Task objective: Among the entries, find the lines with the string "const" and report them.

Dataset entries
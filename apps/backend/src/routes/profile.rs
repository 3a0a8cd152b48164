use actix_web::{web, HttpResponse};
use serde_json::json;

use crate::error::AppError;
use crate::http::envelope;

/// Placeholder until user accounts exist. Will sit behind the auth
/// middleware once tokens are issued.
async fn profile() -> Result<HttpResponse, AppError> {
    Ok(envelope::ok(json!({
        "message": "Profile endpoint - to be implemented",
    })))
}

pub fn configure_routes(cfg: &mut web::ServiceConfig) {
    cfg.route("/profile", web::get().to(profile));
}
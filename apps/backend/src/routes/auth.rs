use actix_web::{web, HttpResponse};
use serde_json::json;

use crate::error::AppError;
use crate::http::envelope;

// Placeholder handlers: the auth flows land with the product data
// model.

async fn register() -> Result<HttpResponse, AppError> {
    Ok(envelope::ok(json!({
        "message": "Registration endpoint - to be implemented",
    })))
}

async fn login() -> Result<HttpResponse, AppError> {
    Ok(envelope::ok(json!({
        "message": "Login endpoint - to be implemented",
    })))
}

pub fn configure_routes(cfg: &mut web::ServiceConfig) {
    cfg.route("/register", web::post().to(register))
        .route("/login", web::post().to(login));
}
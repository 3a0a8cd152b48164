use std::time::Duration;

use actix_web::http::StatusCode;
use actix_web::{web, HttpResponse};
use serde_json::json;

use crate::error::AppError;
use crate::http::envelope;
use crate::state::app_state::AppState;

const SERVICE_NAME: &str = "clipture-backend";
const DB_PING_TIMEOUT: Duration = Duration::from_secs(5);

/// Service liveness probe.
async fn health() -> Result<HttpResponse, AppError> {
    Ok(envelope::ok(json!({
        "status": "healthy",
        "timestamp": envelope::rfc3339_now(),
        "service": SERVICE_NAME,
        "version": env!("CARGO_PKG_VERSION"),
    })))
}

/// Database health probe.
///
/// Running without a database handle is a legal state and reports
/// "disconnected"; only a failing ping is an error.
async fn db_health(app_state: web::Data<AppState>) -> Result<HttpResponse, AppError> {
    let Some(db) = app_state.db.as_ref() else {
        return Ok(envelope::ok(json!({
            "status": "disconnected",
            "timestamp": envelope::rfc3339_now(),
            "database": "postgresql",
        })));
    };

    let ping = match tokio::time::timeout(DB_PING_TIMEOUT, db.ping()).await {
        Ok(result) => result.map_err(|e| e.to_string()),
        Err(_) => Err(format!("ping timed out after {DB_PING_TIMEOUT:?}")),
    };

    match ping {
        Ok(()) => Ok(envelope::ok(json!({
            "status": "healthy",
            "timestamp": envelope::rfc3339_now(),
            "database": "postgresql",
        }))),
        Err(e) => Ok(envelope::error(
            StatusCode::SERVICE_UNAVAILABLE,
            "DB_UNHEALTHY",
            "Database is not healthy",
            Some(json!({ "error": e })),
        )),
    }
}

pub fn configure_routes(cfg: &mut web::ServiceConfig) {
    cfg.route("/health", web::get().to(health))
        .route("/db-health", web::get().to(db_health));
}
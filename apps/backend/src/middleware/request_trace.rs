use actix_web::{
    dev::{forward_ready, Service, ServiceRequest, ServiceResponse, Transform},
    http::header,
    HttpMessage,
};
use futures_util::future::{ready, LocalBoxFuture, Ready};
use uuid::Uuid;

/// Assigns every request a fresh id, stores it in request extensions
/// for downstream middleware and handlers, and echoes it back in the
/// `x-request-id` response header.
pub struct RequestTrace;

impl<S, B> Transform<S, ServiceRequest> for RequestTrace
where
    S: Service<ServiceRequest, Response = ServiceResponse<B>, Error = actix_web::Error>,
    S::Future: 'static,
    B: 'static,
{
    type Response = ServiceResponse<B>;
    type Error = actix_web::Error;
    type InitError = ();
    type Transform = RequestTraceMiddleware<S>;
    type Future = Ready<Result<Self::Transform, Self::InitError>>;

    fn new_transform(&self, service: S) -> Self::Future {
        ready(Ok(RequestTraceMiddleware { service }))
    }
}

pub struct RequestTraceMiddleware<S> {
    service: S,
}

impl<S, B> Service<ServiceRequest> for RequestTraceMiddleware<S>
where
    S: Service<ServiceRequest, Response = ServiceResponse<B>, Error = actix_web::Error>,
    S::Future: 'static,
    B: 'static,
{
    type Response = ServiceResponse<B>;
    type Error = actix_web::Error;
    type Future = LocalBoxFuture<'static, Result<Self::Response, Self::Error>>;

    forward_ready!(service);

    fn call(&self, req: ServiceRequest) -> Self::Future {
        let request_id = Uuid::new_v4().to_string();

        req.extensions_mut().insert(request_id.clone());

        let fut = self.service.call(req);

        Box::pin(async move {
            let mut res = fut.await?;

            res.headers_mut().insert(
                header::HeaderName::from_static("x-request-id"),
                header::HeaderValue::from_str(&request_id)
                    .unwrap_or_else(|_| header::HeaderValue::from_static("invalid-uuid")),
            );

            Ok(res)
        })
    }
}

Solved problem:
const SERVICE_NAME: &str = "clipture-backend";
const DB_PING_TIMEOUT: Duration = Duration::from_secs(5);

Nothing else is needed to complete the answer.